The contrast between the effects of supply-led and demand-led service planning is evident when one compares Melbourne with outwardly similar cities like Toronto, Canada. The evidence is in keeping with Laube’s predictions. In Toronto, supply-led planning has resulted in public transport being used for one-quarter of all trips and one-third of all work trips. In Melbourne, the demand-led policies of the last half century have resulted in a vicious spiral of service contraction and patronage collapse.

This ‘retractive’ strategy is still evident in regional Victoria, even as patronage increases elsewhere. In 2008, ‘lack of demand’ was the government’s excuse for breaking a long-standing promise to reopen the Leongatha train line. Then in early 2009, the Minister announced that train services to Glenrowan would be permanently removed as part of the north-east rail ‘upgrade’. Her excuse, given to the local media, is a textbook instance of the problem identified by Laube:

The tourism figures show the bulk of people don’t use the train; they need to travel further afield to other sites and that generally means using their own car.

—Lynne Kosky, Minister for Transport, Border Mail, 14 February 2009

That ‘lack of demand’ is merely an excuse to avoid expanding services is clear from the amount of overcrowding that does exist in Melbourne’s public transport system, and not just at peak times. If there really was any planning capability in the system, demand-led or otherwise, additional services would be provided to relieve overcrowding. Instead, bureaucrats do nothing – apart from appealing to another myth, the supposed capacity shortage in the rail system.

Bus services don’t respond to demand levels either: the bureaucracy is still routinely ignoring calls to improve frequencies on busy routes – and allowing peak hour bus services to be withdrawn over the summer period due to ‘lack of demand’ – though in some cases this leaves the services so overcrowded that people are left behind at bus stops.

Connex, why do you insist on adhering to the theory that because the football has finished no one is using the trains on the weekend? If you bothered to check your own research and ticket numbers you would find that all morning and afternoon trains are full to seating capacity and all standing room is taken….I believe public transport users should be entitled to travel in comfort.

—‘Ian’, letter to MX, October 2005

There are trams due at my stop in St Kilda Road on Sunday mornings to travel to St Kilda at 8.12, 8.42, 9.12, 9.44, 10.15, 10.55 and 11.15…. Up to the 9.12 tram, things are ok, but the subsequent trams are impossible for me to board. The trams are just full! No more people can get on! Physically full! Chockers! This is not an occasional occurrence. It happens every Sunday, even in winter if the weather is mild…. This is not a new problem but it has been getting worse and Yarra Trams does nothing about it.
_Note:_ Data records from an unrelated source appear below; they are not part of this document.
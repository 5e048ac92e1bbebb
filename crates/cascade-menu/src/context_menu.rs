//! Context menu: a root menu opened at the pointer inside a target area.

use crate::config::MenuConfig;
use crate::entry::{MenuDefinition, MenuEntry};
use crate::error::Result;
use crate::message::MenuMessage;
use crate::tree::{MenuTree, OpenFocus, RootAnchoring};
use cascade_core::{
    AccessibleNode, Event, ItemId, MouseButton, Point, PointerType, Rect, Timestamp,
};
use tracing::debug;

/// A menu opened by a secondary click, or a touch/pen long press, inside
/// its target area.
#[derive(Debug, Clone)]
pub struct ContextMenu {
    tree: MenuTree,
    area: Rect,
}

impl ContextMenu {
    /// Create a closed context menu for a target area.
    pub fn new(entries: &[MenuEntry], config: MenuConfig, area: Rect) -> Result<Self> {
        let mut tree = MenuTree::new(entries, config)?;
        tree.set_root_anchoring(RootAnchoring::Pointer);
        Ok(Self { tree, area })
    }

    /// Create a closed context menu from a definition.
    pub fn from_definition(definition: &MenuDefinition, area: Rect) -> Result<Self> {
        Self::new(&definition.items, definition.config.clone(), area)
    }

    /// Set the collision boundary.
    #[must_use]
    pub fn with_viewport(mut self, viewport: Rect) -> Self {
        self.tree.set_viewport(viewport);
        self
    }

    /// Target area.
    #[must_use]
    pub const fn area(&self) -> Rect {
        self.area
    }

    /// Move or resize the target area.
    pub fn set_area(&mut self, area: Rect) {
        self.area = area;
    }

    /// Underlying tree.
    #[must_use]
    pub const fn tree(&self) -> &MenuTree {
        &self.tree
    }

    /// Underlying tree, mutably.
    pub fn tree_mut(&mut self) -> &mut MenuTree {
        &mut self.tree
    }

    /// Whether the menu is open.
    #[must_use]
    pub fn is_open(&self) -> bool {
        self.tree.is_root_open()
    }

    /// Open at a point, or move an open menu there.
    pub fn open_at(&mut self, point: Point, now: Timestamp) -> Vec<MenuMessage> {
        self.tree.cancel_long_press();
        self.tree.open_at(point, OpenFocus::Content, now)
    }

    /// Close the menu.
    pub fn close(&mut self, now: Timestamp) -> Vec<MenuMessage> {
        self.tree.close(now)
    }

    /// Fire due timers, including a pending long press.
    pub fn advance(&mut self, now: Timestamp) -> Vec<MenuMessage> {
        self.tree.advance(now)
    }

    /// Move focus to an item of an open level.
    pub fn focus_item(&mut self, id: ItemId) -> Result<Vec<MenuMessage>> {
        self.tree.focus_item(id)
    }

    /// Process one input event.
    pub fn handle_event(&mut self, event: &Event, now: Timestamp) -> Vec<MenuMessage> {
        let mut messages = self.tree.advance(now);
        match *event {
            Event::PointerDown {
                pointer_type: PointerType::Mouse,
                position,
                button: Some(MouseButton::Right),
            } if self.in_area(&position) => {
                debug!(x = position.x, y = position.y, "context menu requested");
                messages.extend(self.open_at(position, now));
            }
            Event::PointerDown {
                pointer_type,
                position,
                ..
            } if pointer_type.is_touch_or_pen() && self.in_area(&position) => {
                messages.extend(self.tree.handle_event(event, now));
                self.tree.start_long_press(position, now);
            }
            Event::PointerMove { pointer_type, .. }
            | Event::PointerUp { pointer_type, .. }
            | Event::PointerCancel { pointer_type }
                if pointer_type.is_touch_or_pen() =>
            {
                if self.tree.cancel_long_press() {
                    debug!("long press cancelled");
                }
                messages.extend(self.tree.handle_event(event, now));
            }
            _ => messages.extend(self.tree.handle_event(event, now)),
        }
        messages
    }

    /// Accessible description of the open surfaces.
    #[must_use]
    pub fn accessibility_snapshot(&self) -> Vec<AccessibleNode> {
        self.tree.accessibility_snapshot()
    }

    /// Inside the target area and not over an open surface.
    fn in_area(&self, point: &Point) -> bool {
        self.area.hit(point) && !self.tree.is_over_surface(point)
    }
}
//! Test harness for Cascade menus.
//!
//! [`Harness`] drives a [`MenuHost`] the way a user would: by label, with a
//! virtual clock. Nothing here touches the real time or a renderer.
//!
//! ```
//! use cascade_core::Direction;
//! use cascade_test::{fixture, Harness};
//!
//! let mut harness = Harness::new(fixture::submenus_dropdown(Direction::Ltr));
//! harness.click(fixture::TRIGGER_LABEL);
//! harness.pointer_over("Bookmarks →");
//! harness.assert_visible("Inbox").assert_not_focused("Inbox");
//! ```

#![allow(clippy::missing_panics_doc)]
#![allow(clippy::must_use_candidate)]

pub mod fixture;
pub mod harness;

pub use harness::{Harness, MenuHost};

use tracing_subscriber::EnvFilter;

/// Install a test-friendly subscriber once. Filtering follows `RUST_LOG`,
/// defaulting to `warn`. Later calls are no-ops.
pub fn init_tracing() {
    let filter = EnvFilter::try_from_default_env().unwrap_or_else(|_| EnvFilter::new("warn"));
    let _ = tracing_subscriber::fmt()
        .with_env_filter(filter)
        .with_test_writer()
        .try_init();
}
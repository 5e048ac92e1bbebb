//! Pointer handling: hover focus, delayed submenu opening, the grace region
//! between a trigger and its submenu, outside presses and activation.

use super::{GraceIntent, Hit, MenuTree, OpenFocus, ROOT};
use crate::focus::FocusTarget;
use crate::intent::{HorizontalSide, IntentVerdict, PointerIntentRegion};
use crate::item::MenuItem;
use crate::node::CloseReason;
use cascade_core::{ItemId, MouseButton, NodeId, Point, PointerType};
use tracing::{debug, trace};

impl MenuTree {
    pub(super) fn on_pointer_move(&mut self, pointer_type: PointerType, position: Point) {
        let direction = self.pointer.direction.update(position);
        if pointer_type.is_touch_or_pen() || !self.is_root_open() {
            return;
        }

        let hit = self.hit_test(&position);
        let hovered = match hit {
            Hit::Item { item, .. } if self.item(item).is_some_and(MenuItem::is_interactive) => {
                Some(item)
            }
            _ => None,
        };
        let previous = std::mem::replace(&mut self.pointer.hovered, hovered);
        let left = previous.filter(|p| hovered != Some(*p));
        if let Some(item) = left {
            self.leave_trigger(item);
        }

        if self.track_intent(&position, direction, hit) {
            return;
        }

        match (hit, hovered) {
            (Hit::Item { node, item }, Some(_)) => self.hover_item(node, item),
            _ => {
                if let Some(item) = left {
                    self.leave_item(item);
                }
            }
        }
    }

    pub(super) fn on_pointer_down(&mut self, position: Point) {
        if !self.is_root_open() {
            return;
        }
        if self.hit_test(&position) == Hit::Outside {
            debug!(x = position.x, y = position.y, "pointer down outside menu");
            self.close_node(ROOT, CloseReason::OutsidePointer);
        }
    }

    pub(super) fn on_pointer_up(&mut self, position: Point, button: Option<MouseButton>) {
        if !self.is_root_open() || button.is_some_and(|b| b != MouseButton::Left) {
            return;
        }
        let Hit::Item { item, .. } = self.hit_test(&position) else {
            return;
        };
        let Some(entry) = self.item(item) else {
            return;
        };
        if entry.disabled || !entry.is_interactive() {
            return;
        }
        match entry.submenu() {
            Some(sub) => {
                self.move_focus(FocusTarget::Item(item));
                self.open_node(sub, OpenFocus::Keep);
            }
            None => self.activate(item),
        }
    }

    /// Pointer arrived on an interactive item.
    fn hover_item(&mut self, node: NodeId, id: ItemId) {
        let Some(item) = self.item(id) else {
            return;
        };
        let disabled = item.disabled;
        let sub = item.submenu().filter(|_| !disabled);

        if disabled {
            self.move_focus(FocusTarget::Content(node));
        } else {
            self.move_focus(FocusTarget::Item(id));
        }
        self.cancel_pending_opens(sub);

        if let Some(sub) = sub {
            if self.is_open(sub) {
                return;
            }
            if self.reopen == Some(sub) {
                trace!(node = %sub, "reopening submenu");
                self.open_node(sub, OpenFocus::Keep);
            } else {
                self.schedule_open(sub);
            }
        }
    }

    /// Pointer left an item for padding, a separator, or outside.
    fn leave_item(&mut self, id: ItemId) {
        if self.ring.current() != Some(FocusTarget::Item(id)) {
            return;
        }
        if let Some(owner) = self.owner_of(id) {
            self.move_focus(FocusTarget::Content(owner));
        }
    }

    /// Pointer left an item; if it triggers an open submenu, start tracking
    /// whether the pointer is heading there.
    fn leave_trigger(&mut self, id: ItemId) {
        let Some(sub) = self.item(id).and_then(MenuItem::submenu) else {
            return;
        };
        if let Some(token) = self.nodes[sub.index()].open_timer.take() {
            trace!(node = %sub, "pending open cancelled");
            self.timers.cancel(token);
        }
        if !self.is_open(sub) {
            return;
        }
        let Some(placement) = self.nodes[sub.index()].placement else {
            return;
        };
        let (Some(trigger), Some(side)) = (self.item_rect(id), HorizontalSide::from_side(placement.side))
        else {
            return;
        };
        trace!(node = %sub, ?side, "tracking pointer intent");
        self.intent = Some(GraceIntent {
            node: sub,
            region: PointerIntentRegion::new(trigger, placement.rect, side, self.config.grace_padding),
        });
    }

    /// Returns `true` when the pointer is inside the grace region heading
    /// for the submenu; hover handling is suppressed meanwhile.
    fn track_intent(&mut self, position: &Point, direction: Option<HorizontalSide>, hit: Hit) -> bool {
        let Some(intent) = &self.intent else {
            return false;
        };
        let sub = intent.node;
        let over_content = match hit {
            Hit::Item { node, .. } | Hit::Content(node) => self.is_within(node, sub),
            Hit::Outside => false,
        };
        let over_trigger =
            matches!(hit, Hit::Item { item, .. } if self.nodes[sub.index()].trigger == Some(item));
        let verdict = intent
            .region
            .evaluate(position, direction, over_content, over_trigger);
        trace!(node = %sub, ?verdict, x = position.x, y = position.y, "pointer intent");

        match verdict {
            IntentVerdict::ReachedContent | IntentVerdict::ReturnedToTrigger => {
                self.intent = None;
                false
            }
            IntentVerdict::MovingToward => true,
            IntentVerdict::Away => {
                self.intent = None;
                self.close_node(sub, CloseReason::PointerAway);
                false
            }
        }
    }
}
//! Error types for cascade-menu.

use cascade_core::{ItemId, NodeId};
use thiserror::Error;

/// Errors raised while building or configuring a menu.
///
/// Interaction races (stale handles, orphaned timers, double opens) are
/// resolved in place and never reach this type.
#[derive(Debug, Error)]
pub enum MenuError {
    /// Node handle does not belong to this tree.
    #[error("unknown menu node: {0}")]
    UnknownNode(NodeId),

    /// Item handle is not registered in this tree.
    #[error("unknown menu item: {0}")]
    UnknownItem(ItemId),

    /// A submenu was declared without any entries.
    #[error("submenu `{label}` has no items")]
    EmptySubmenu {
        /// Label of the offending submenu trigger.
        label: String,
    },

    /// A configuration value is out of range.
    #[error("invalid configuration: {field} {reason}")]
    InvalidConfig {
        /// Field name.
        field: &'static str,
        /// What is wrong with it.
        reason: String,
    },

    /// YAML parse failure.
    #[error("YAML error: {0}")]
    Yaml(#[from] serde_yaml_ng::Error),

    /// TOML parse failure.
    #[error("TOML error: {0}")]
    Toml(#[from] toml::de::Error),
}

impl MenuError {
    pub(crate) fn invalid(field: &'static str, reason: impl Into<String>) -> Self {
        Self::InvalidConfig {
            field,
            reason: reason.into(),
        }
    }
}

/// Result alias for menu operations.
pub type Result<T> = std::result::Result<T, MenuError>;

#[cfg(test)]
mod tests {
    use super::*;

    #[test]
    fn test_unknown_handles_display() {
        let err = MenuError::UnknownNode(NodeId::new(4));
        assert_eq!(err.to_string(), "unknown menu node: node#4");
        let err = MenuError::UnknownItem(ItemId::new(9));
        assert_eq!(err.to_string(), "unknown menu item: item#9");
    }

    #[test]
    fn test_empty_submenu_display() {
        let err = MenuError::EmptySubmenu {
            label: "History →".to_string(),
        };
        assert!(err.to_string().contains("History →"));
    }

    #[test]
    fn test_invalid_config_display() {
        let err = MenuError::invalid("metrics.item_height", "must be positive");
        assert_eq!(
            err.to_string(),
            "invalid configuration: metrics.item_height must be positive"
        );
    }

    #[test]
    fn test_yaml_error_from() {
        let yaml_err = serde_yaml_ng::from_str::<Vec<u32>>("{ not: [a list").unwrap_err();
        let err: MenuError = yaml_err.into();
        assert!(matches!(err, MenuError::Yaml(_)));
        assert!(err.to_string().starts_with("YAML error"));
    }

    #[test]
    fn test_toml_error_from() {
        let toml_err = toml::from_str::<toml::Value>("= broken").unwrap_err();
        let err: MenuError = toml_err.into();
        assert!(matches!(err, MenuError::Toml(_)));
    }
}
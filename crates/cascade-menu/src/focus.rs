//! Focus management.
//!
//! [`FocusState`] is the highlighted entry of one menu level. [`FocusRing`]
//! holds the single focus target of a whole menu tree and reports what was
//! blurred whenever it moves.

use crate::registry::{CollectionItem, ItemRegistry, Step};
use cascade_core::{ItemId, NodeId};
use serde::{Deserialize, Serialize};

/// Highlighted entry of one menu level.
#[derive(Debug, Clone, Copy, PartialEq, Eq, Default)]
pub struct FocusState {
    focused: Option<ItemId>,
}

impl FocusState {
    /// Currently focused entry.
    #[must_use]
    pub const fn focused(&self) -> Option<ItemId> {
        self.focused
    }

    /// Focus the first navigable entry.
    pub fn focus_first<T: CollectionItem>(&mut self, registry: &ItemRegistry<T>) -> Option<ItemId> {
        self.focused = registry.first_navigable();
        self.focused
    }

    /// Focus the last navigable entry.
    pub fn focus_last<T: CollectionItem>(&mut self, registry: &ItemRegistry<T>) -> Option<ItemId> {
        self.focused = registry.last_navigable();
        self.focused
    }

    /// Focus the next navigable entry, wrapping to the first.
    pub fn focus_next<T: CollectionItem>(&mut self, registry: &ItemRegistry<T>) -> Option<ItemId> {
        self.step(registry, Step::Next)
    }

    /// Focus the previous navigable entry, wrapping to the last.
    pub fn focus_previous<T: CollectionItem>(
        &mut self,
        registry: &ItemRegistry<T>,
    ) -> Option<ItemId> {
        self.step(registry, Step::Previous)
    }

    /// Clear focus.
    pub fn focus_none(&mut self) {
        self.focused = None;
    }

    /// Focus a specific entry; refused for unknown or non-navigable entries.
    pub fn focus_item<T: CollectionItem>(&mut self, registry: &ItemRegistry<T>, id: ItemId) -> bool {
        if registry.get(id).is_some_and(CollectionItem::is_navigable) {
            self.focused = Some(id);
            true
        } else {
            false
        }
    }

    /// Index of the focused entry; `None` if nothing is focused or the entry
    /// has since been unregistered.
    pub fn focused_index<T>(&self, registry: &ItemRegistry<T>) -> Option<usize> {
        self.focused.and_then(|id| registry.index_of(id))
    }

    fn step<T: CollectionItem>(&mut self, registry: &ItemRegistry<T>, step: Step) -> Option<ItemId> {
        if let Some(next) = registry.adjacent(self.focused, step, true) {
            self.focused = Some(next);
        }
        self.focused
    }
}

/// Where keyboard focus sits in a menu tree.
#[derive(Debug, Clone, Copy, PartialEq, Eq, Hash, Serialize, Deserialize)]
pub enum FocusTarget {
    /// The element that opens the root menu
    Trigger,
    /// A menu surface with no item highlighted
    Content(NodeId),
    /// A menu item
    Item(ItemId),
}

/// Result of moving focus.
#[derive(Debug, Clone, Copy, PartialEq, Eq)]
pub struct FocusChange {
    /// Target that lost focus
    pub blurred: Option<FocusTarget>,
    /// Target that gained focus
    pub focused: Option<FocusTarget>,
}

/// The single focus target of a menu tree.
#[derive(Debug, Clone, Copy, PartialEq, Eq, Default)]
pub struct FocusRing {
    current: Option<FocusTarget>,
}

impl FocusRing {
    /// Current target.
    #[must_use]
    pub const fn current(&self) -> Option<FocusTarget> {
        self.current
    }

    /// Move focus; `None` when the target is unchanged.
    pub fn move_to(&mut self, target: Option<FocusTarget>) -> Option<FocusChange> {
        if self.current == target {
            return None;
        }
        let blurred = std::mem::replace(&mut self.current, target);
        Some(FocusChange {
            blurred,
            focused: target,
        })
    }

    /// Drop focus entirely.
    pub fn clear(&mut self) -> Option<FocusChange> {
        self.move_to(None)
    }
}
—Andrew of the High Riser blog, February 2007

The 400 bus, which starts in Laverton and runs to Sunshine station, is often full when it travels through Derrimut on weekday mornings. Prem Kumar….said most mornings the bus, which runs half-hourly, is too full to stop, which meant he waited another 30 minutes for the next to catch his connecting train to the city.

He said the buses that arrived at 7am and 7.30am were impossible to board. “It’s always overcrowded, and I’m often late for work,” Mr Kumar said.

Brimbank Leader, 26 June 2012

Ultimately, it is up to the planners and managers of the system what level of service is provided. Where the emphasis is on making public transport attractive, competitive with cars and well-patronised, service provision anticipates demand, and does not wait for demand that will not appear while there is no confidence in the system. But where the emphasis is on maintaining barely adequate services for a minority of the population, ‘lack of demand’ is the perfect ready-made excuse.